Collected data entries:
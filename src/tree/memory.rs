//! In-memory mutable tree.
//!
//! `MemoryTree` is the reference provider: an arena of element nodes with
//! tags and attributes that answers selector queries and notifies connected
//! observers after every mutation. Mutations release the arena lock before
//! observers run, so an observer may query the tree synchronously.

use std::collections::{BTreeMap, HashMap};
use std::fmt;

use parking_lot::{Mutex, RwLock};
use serde::{Deserialize, Serialize};

use crate::sync::notify::{ChangeNotifier, ChangeSource, ObserverId};

use super::selector::{ElementView, SelectorList};
use super::{Selector, Tree, TreeError};

const SELECTOR_CACHE_MAX: usize = 256;

/// Stable handle to a node of a [`MemoryTree`].
#[derive(Debug, Clone, Copy, PartialEq, Eq, Hash, PartialOrd, Ord, Serialize, Deserialize)]
#[serde(transparent)]
pub struct NodeId(u64);

impl NodeId {
    /// Raw arena index.
    #[must_use]
    pub const fn get(self) -> u64 {
        self.0
    }
}

impl fmt::Display for NodeId {
    fn fmt(&self, f: &mut fmt::Formatter<'_>) -> fmt::Result {
        write!(f, "node#{}", self.0)
    }
}

#[derive(Debug, Clone)]
struct NodeData {
    tag: String,
    attributes: BTreeMap<String, String>,
    parent: Option<NodeId>,
    children: Vec<NodeId>,
}

impl NodeData {
    fn new(tag: &str) -> Self {
        Self {
            tag: tag.to_ascii_lowercase(),
            attributes: BTreeMap::new(),
            parent: None,
            children: Vec::new(),
        }
    }
}

impl ElementView for NodeData {
    fn tag(&self) -> &str {
        &self.tag
    }

    fn attribute(&self, name: &str) -> Option<&str> {
        self.attributes.get(name).map(String::as_str)
    }
}

#[derive(Debug)]
struct Arena {
    nodes: HashMap<NodeId, NodeData>,
    root: NodeId,
    next_id: u64,
}

impl Arena {
    fn get(&self, id: NodeId) -> Result<&NodeData, TreeError> {
        self.nodes
            .get(&id)
            .ok_or_else(|| TreeError::UnknownNode(id.to_string()))
    }

    fn get_mut(&mut self, id: NodeId) -> Result<&mut NodeData, TreeError> {
        self.nodes
            .get_mut(&id)
            .ok_or_else(|| TreeError::UnknownNode(id.to_string()))
    }

    fn alloc(&mut self, tag: &str) -> NodeId {
        let id = NodeId(self.next_id);
        self.next_id += 1;
        self.nodes.insert(id, NodeData::new(tag));
        id
    }

    fn is_ancestor_or_self(&self, candidate: NodeId, mut node: NodeId) -> bool {
        loop {
            if node == candidate {
                return true;
            }
            match self.nodes.get(&node).and_then(|n| n.parent) {
                Some(parent) => node = parent,
                None => return false,
            }
        }
    }

    fn unlink(&mut self, id: NodeId) -> Result<(), TreeError> {
        let parent = self.get(id)?.parent;
        if let Some(parent) = parent {
            self.get_mut(parent)?.children.retain(|c| *c != id);
        }
        self.get_mut(id)?.parent = None;
        Ok(())
    }

    /// `id` followed by its ancestors, nearest first.
    fn lineage(&self, id: NodeId) -> Vec<&NodeData> {
        let mut out = Vec::new();
        let mut cursor = Some(id);
        while let Some(current) = cursor {
            let Some(data) = self.nodes.get(&current) else {
                break;
            };
            out.push(data);
            cursor = data.parent;
        }
        out
    }
}

/// Mutable element tree held in memory.
pub struct MemoryTree {
    arena: RwLock<Arena>,
    observers: Mutex<Vec<ChangeNotifier>>,
    selector_cache: Mutex<HashMap<String, SelectorList>>,
}

impl fmt::Debug for MemoryTree {
    fn fmt(&self, f: &mut fmt::Formatter<'_>) -> fmt::Result {
        let arena = self.arena.read();
        f.debug_struct("MemoryTree")
            .field("root", &arena.root)
            .field("nodes", &arena.nodes.len())
            .field("observers", &self.observers.lock().len())
            .finish()
    }
}

impl MemoryTree {
    /// Creates a tree containing only a root element.
    #[must_use]
    pub fn new(root_tag: &str) -> Self {
        let mut arena = Arena {
            nodes: HashMap::new(),
            root: NodeId(0),
            next_id: 0,
        };
        arena.root = arena.alloc(root_tag);

        Self {
            arena: RwLock::new(arena),
            observers: Mutex::new(Vec::new()),
            selector_cache: Mutex::new(HashMap::new()),
        }
    }

    /// Creates a detached element. Detached nodes are invisible to queries.
    pub fn create_element(&self, tag: &str) -> NodeId {
        self.arena.write().alloc(tag)
    }

    /// Moves `child` to the end of `parent`'s children.
    pub fn append_child(&self, parent: NodeId, child: NodeId) -> Result<(), TreeError> {
        {
            let mut arena = self.arena.write();
            arena.get(parent)?;
            arena.get(child)?;
            if arena.is_ancestor_or_self(child, parent) {
                return Err(TreeError::HierarchyViolation(format!(
                    "{child} cannot be appended to its own descendant {parent}"
                )));
            }
            arena.unlink(child)?;
            arena.get_mut(child)?.parent = Some(parent);
            arena.get_mut(parent)?.children.push(child);
        }
        self.notify_observers();
        Ok(())
    }

    /// Creates an element with attributes and appends it to `parent`.
    pub fn append_element(
        &self,
        parent: NodeId,
        tag: &str,
        attributes: &[(&str, &str)],
    ) -> Result<NodeId, TreeError> {
        let id = {
            let mut arena = self.arena.write();
            arena.get(parent)?;
            let id = arena.alloc(tag);
            let data = arena.get_mut(id)?;
            for (name, value) in attributes {
                data.attributes.insert((*name).to_string(), (*value).to_string());
            }
            data.parent = Some(parent);
            arena.get_mut(parent)?.children.push(id);
            id
        };
        self.notify_observers();
        Ok(id)
    }

    /// Detaches `node` (and its subtree) from its parent.
    pub fn detach(&self, node: NodeId) -> Result<(), TreeError> {
        {
            let mut arena = self.arena.write();
            if node == arena.root {
                return Err(TreeError::HierarchyViolation("the root cannot be detached".to_string()));
            }
            arena.unlink(node)?;
        }
        self.notify_observers();
        Ok(())
    }

    /// Sets an attribute, notifying observers even if the value is unchanged.
    pub fn set_attribute(&self, node: NodeId, name: &str, value: &str) -> Result<(), TreeError> {
        self.arena
            .write()
            .get_mut(node)?
            .attributes
            .insert(name.to_string(), value.to_string());
        self.notify_observers();
        Ok(())
    }

    /// Removes an attribute, returning its previous value.
    pub fn remove_attribute(&self, node: NodeId, name: &str) -> Result<Option<String>, TreeError> {
        let previous = self.arena.write().get_mut(node)?.attributes.remove(name);
        self.notify_observers();
        Ok(previous)
    }

    /// Adds a class token to the `class` attribute.
    pub fn add_class(&self, node: NodeId, class: &str) -> Result<(), TreeError> {
        {
            let mut arena = self.arena.write();
            let attrs = &mut arena.get_mut(node)?.attributes;
            let current = attrs.get("class").map(String::as_str).unwrap_or("");
            if !current.split_whitespace().any(|c| c == class) {
                let updated = if current.trim().is_empty() {
                    class.to_string()
                } else {
                    format!("{} {class}", current.trim())
                };
                attrs.insert("class".to_string(), updated);
            }
        }
        self.notify_observers();
        Ok(())
    }

    /// Removes a class token from the `class` attribute.
    pub fn remove_class(&self, node: NodeId, class: &str) -> Result<(), TreeError> {
        {
            let mut arena = self.arena.write();
            let attrs = &mut arena.get_mut(node)?.attributes;
            if let Some(current) = attrs.get("class") {
                let updated = current
                    .split_whitespace()
                    .filter(|c| *c != class)
                    .collect::<Vec<_>>()
                    .join(" ");
                attrs.insert("class".to_string(), updated);
            }
        }
        self.notify_observers();
        Ok(())
    }

    /// Returns an attribute value.
    #[must_use]
    pub fn attribute(&self, node: NodeId, name: &str) -> Option<String> {
        self.arena
            .read()
            .nodes
            .get(&node)
            .and_then(|n| n.attributes.get(name).cloned())
    }

    /// Returns true if the node's `class` attribute contains `class`.
    #[must_use]
    pub fn has_class(&self, node: NodeId, class: &str) -> bool {
        self.attribute(node, "class")
            .is_some_and(|c| c.split_whitespace().any(|t| t == class))
    }

    /// Returns the node's tag.
    #[must_use]
    pub fn tag(&self, node: NodeId) -> Option<String> {
        self.arena.read().nodes.get(&node).map(|n| n.tag.clone())
    }

    /// Returns the node's parent.
    #[must_use]
    pub fn parent(&self, node: NodeId) -> Option<NodeId> {
        self.arena.read().nodes.get(&node).and_then(|n| n.parent)
    }

    /// Returns true if `node` is reachable from the root.
    #[must_use]
    pub fn is_attached(&self, node: NodeId) -> bool {
        let arena = self.arena.read();
        arena.nodes.contains_key(&node) && arena.is_ancestor_or_self(arena.root, node)
    }

    /// Number of connected observers.
    #[must_use]
    pub fn observer_count(&self) -> usize {
        self.observers.lock().len()
    }

    fn parsed(&self, selector: &Selector) -> Result<SelectorList, TreeError> {
        let mut cache = self.selector_cache.lock();
        if let Some(list) = cache.get(selector.as_str()) {
            return Ok(list.clone());
        }

        let list = SelectorList::parse(selector.as_str())?;
        if cache.len() >= SELECTOR_CACHE_MAX {
            cache.clear();
        }
        cache.insert(selector.as_str().to_string(), list.clone());
        Ok(list)
    }

    fn notify_observers(&self) {
        let observers = self.observers.lock().clone();
        for observer in observers {
            observer.notify();
        }
    }
}

impl Tree for MemoryTree {
    type Node = NodeId;

    fn root(&self) -> NodeId {
        self.arena.read().root
    }

    fn children(&self, node: &NodeId) -> Vec<NodeId> {
        self.arena
            .read()
            .nodes
            .get(node)
            .map(|n| n.children.clone())
            .unwrap_or_default()
    }

    fn contains(&self, node: &NodeId) -> bool {
        self.is_attached(*node)
    }

    fn query_all(
        &self,
        scope: &NodeId,
        selector: &Selector,
        include_scope: bool,
    ) -> Result<Vec<NodeId>, TreeError> {
        let list = self.parsed(selector)?;
        let arena = self.arena.read();
        arena.get(*scope)?;

        let mut out = Vec::new();
        let mut stack = vec![*scope];
        while let Some(id) = stack.pop() {
            let Some(data) = arena.nodes.get(&id) else {
                continue;
            };
            let lineage = arena.lineage(id);
            if (id != *scope || include_scope) && list.matches(lineage.as_slice()) {
                out.push(id);
            }
            stack.extend(data.children.iter().rev().copied());
        }
        Ok(out)
    }
}

impl ChangeSource for MemoryTree {
    fn connect(&self, notifier: ChangeNotifier) {
        let mut observers = self.observers.lock();
        if !observers.iter().any(|o| o.id() == notifier.id()) {
            observers.push(notifier);
        }
    }

    fn disconnect(&self, observer: ObserverId) {
        self.observers.lock().retain(|o| o.id() != observer);
    }
}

* _What the exercise asks_: Write out, word for word, the line containing "let Some(data) = arena.nodes.get(&id)" and every line after it to the end of the data above.

* _Output for this task_:
            let Some(data) = arena.nodes.get(&id) else {
                continue;
            };
            let lineage = arena.lineage(id);
            if (id != *scope || include_scope) && list.matches(lineage.as_slice()) {
                out.push(id);
            }
            stack.extend(data.children.iter().rev().copied());
        }
        Ok(out)
    }
}

impl ChangeSource for MemoryTree {
    fn connect(&self, notifier: ChangeNotifier) {
        let mut observers = self.observers.lock();
        if !observers.iter().any(|o| o.id() == notifier.id()) {
            observers.push(notifier);
        }
    }

    fn disconnect(&self, observer: ObserverId) {
        self.observers.lock().retain(|o| o.id() != observer);
    }
}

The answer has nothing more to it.